(Stored data entries)
▼▼▼
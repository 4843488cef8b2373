//! Paragraph-aware text segmentation.
//!
//! Splits text into segments bounded by [`SegmenterConfig::max_size`]
//! characters while keeping reading order:
//!
//! 1. Split on blank lines into paragraphs.
//! 2. Accumulate paragraphs (joined by a blank line) until the next one
//!    would overflow, then close the running chunk.
//! 3. A running chunk that is still too long is split at sentence
//!    boundaries and re-packed; the last piece stays open.
//! 4. Merge adjacent chunks while the result still fits.
//!
//! A single sentence longer than `max_size` is emitted as-is.

use std::sync::LazyLock;

use regex::Regex;

use crate::domain::Segment;
use crate::settings::SegmenterConfig;

/// Blank line (possibly containing whitespace) between paragraphs.
static PARAGRAPH_BREAK: LazyLock<Regex> =
    LazyLock::new(|| Regex::new(r"\n\s*\n").expect("paragraph regex is valid"));

/// Terminal punctuation followed by whitespace.
static SENTENCE_END: LazyLock<Regex> =
    LazyLock::new(|| Regex::new(r"[.!?]+\s+").expect("sentence regex is valid"));

const PARAGRAPH_SEPARATOR: &str = "\n\n";
const SENTENCE_SEPARATOR: &str = " ";

/// Length in characters (Unicode scalar values).
#[must_use]
pub fn char_len(text: &str) -> usize {
    text.chars().count()
}

/// Split `text` into indexed segments.
///
/// Empty or whitespace-only input yields no segments.
#[must_use]
pub fn segment(text: &str, config: &SegmenterConfig) -> Vec<Segment> {
    split_chunks(text, config.max_size, config.min_size)
        .into_iter()
        .enumerate()
        .map(|(index, text)| Segment::new(index, text))
        .collect()
}

/// Split `text` into ordered chunk strings.
#[must_use]
pub fn split_chunks(text: &str, max_size: usize, min_size: usize) -> Vec<String> {
    if text.trim().is_empty() {
        return Vec::new();
    }

    let mut emitted: Vec<String> = Vec::new();
    let mut current = Chunk::default();

    for paragraph in PARAGRAPH_BREAK
        .split(text)
        .map(str::trim)
        .filter(|p| !p.is_empty())
    {
        let paragraph_len = char_len(paragraph);

        if !current.is_empty()
            && current.len + paragraph_len + PARAGRAPH_SEPARATOR.len() > max_size
        {
            emitted.push(current.take());
        }

        current.push(paragraph, paragraph_len, PARAGRAPH_SEPARATOR);

        if current.len > max_size {
            let mut pieces = pack_sentences(&current.text, max_size);
            let last = pieces.pop().unwrap_or_default();
            emitted.extend(pieces);
            current = Chunk::from(last);
        }
    }

    if !current.is_empty() {
        emitted.push(current.take());
    }

    let merged = merge_adjacent(emitted, max_size);

    tracing::trace!(
        segments = merged.len(),
        undersized = merged.iter().filter(|c| char_len(c) < min_size).count(),
        max_size,
        min_size,
        "Segmented text"
    );

    merged
}

/// Running chunk with its character length cached.
#[derive(Default)]
struct Chunk {
    text: String,
    len: usize,
}

impl Chunk {
    const fn is_empty(&self) -> bool {
        self.len == 0
    }

    fn push(&mut self, piece: &str, piece_len: usize, separator: &str) {
        if !self.is_empty() {
            self.text.push_str(separator);
            self.len += separator.len();
        }
        self.text.push_str(piece);
        self.len += piece_len;
    }

    fn take(&mut self) -> String {
        self.len = 0;
        std::mem::take(&mut self.text)
    }
}

impl From<String> for Chunk {
    fn from(text: String) -> Self {
        let len = char_len(&text);
        Self { text, len }
    }
}

/// Split text into sentences, keeping terminal punctuation with its sentence.
fn split_sentences(text: &str) -> Vec<&str> {
    let mut sentences = Vec::new();
    let mut start = 0;

    for m in SENTENCE_END.find_iter(text) {
        let end = m.start() + m.as_str().trim_end().len();
        let sentence = text[start..end].trim();
        if !sentence.is_empty() {
            sentences.push(sentence);
        }
        start = m.end();
    }

    let tail = text[start..].trim();
    if !tail.is_empty() {
        sentences.push(tail);
    }

    sentences
}

/// Re-pack an oversized chunk into sentence-aligned pieces of at most
/// `max_size` characters. A sentence that alone exceeds the bound becomes
/// its own piece.
fn pack_sentences(text: &str, max_size: usize) -> Vec<String> {
    let mut pieces = Vec::new();
    let mut current = Chunk::default();

    for sentence in split_sentences(text) {
        let sentence_len = char_len(sentence);
        if !current.is_empty() && current.len + SENTENCE_SEPARATOR.len() + sentence_len > max_size
        {
            pieces.push(current.take());
        }
        current.push(sentence, sentence_len, SENTENCE_SEPARATOR);
    }

    if !current.is_empty() {
        pieces.push(current.take());
    }

    pieces
}

/// Merge neighbours whose combined length (with separator) fits `max_size`.
///
/// `max_size` is a hard ceiling here, so a chunk below the minimum size is
/// only merged when the result still fits.
fn merge_adjacent(chunks: Vec<String>, max_size: usize) -> Vec<String> {
    let mut merged = Vec::with_capacity(chunks.len());
    let mut current = Chunk::default();

    for chunk in chunks {
        let chunk_len = char_len(&chunk);
        if !current.is_empty()
            && current.len + PARAGRAPH_SEPARATOR.len() + chunk_len > max_size
        {
            merged.push(current.take());
        }
        current.push(&chunk, chunk_len, PARAGRAPH_SEPARATOR);
    }

    if !current.is_empty() {
        merged.push(current.take());
    }

    merged
}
▲▲▲
● **What is expected**
All that should be written out is the stretch of lines above between the one holding "self.len == 0" and the one holding "Merge neighbours whose", inclusive, exactly as given.

● **Answer**
        self.len == 0
    }

    fn push(&mut self, piece: &str, piece_len: usize, separator: &str) {
        if !self.is_empty() {
            self.text.push_str(separator);
            self.len += separator.len();
        }
        self.text.push_str(piece);
        self.len += piece_len;
    }

    fn take(&mut self) -> String {
        self.len = 0;
        std::mem::take(&mut self.text)
    }
}

impl From<String> for Chunk {
    fn from(text: String) -> Self {
        let len = char_len(&text);
        Self { text, len }
    }
}

/// Split text into sentences, keeping terminal punctuation with its sentence.
fn split_sentences(text: &str) -> Vec<&str> {
    let mut sentences = Vec::new();
    let mut start = 0;

    for m in SENTENCE_END.find_iter(text) {
        let end = m.start() + m.as_str().trim_end().len();
        let sentence = text[start..end].trim();
        if !sentence.is_empty() {
            sentences.push(sentence);
        }
        start = m.end();
    }

    let tail = text[start..].trim();
    if !tail.is_empty() {
        sentences.push(tail);
    }

    sentences
}

/// Re-pack an oversized chunk into sentence-aligned pieces of at most
/// `max_size` characters. A sentence that alone exceeds the bound becomes
/// its own piece.
fn pack_sentences(text: &str, max_size: usize) -> Vec<String> {
    let mut pieces = Vec::new();
    let mut current = Chunk::default();

    for sentence in split_sentences(text) {
        let sentence_len = char_len(sentence);
        if !current.is_empty() && current.len + SENTENCE_SEPARATOR.len() + sentence_len > max_size
        {
            pieces.push(current.take());
        }
        current.push(sentence, sentence_len, SENTENCE_SEPARATOR);
    }

    if !current.is_empty() {
        pieces.push(current.take());
    }

    pieces
}

/// Merge neighbours whose combined length (with separator) fits `max_size`.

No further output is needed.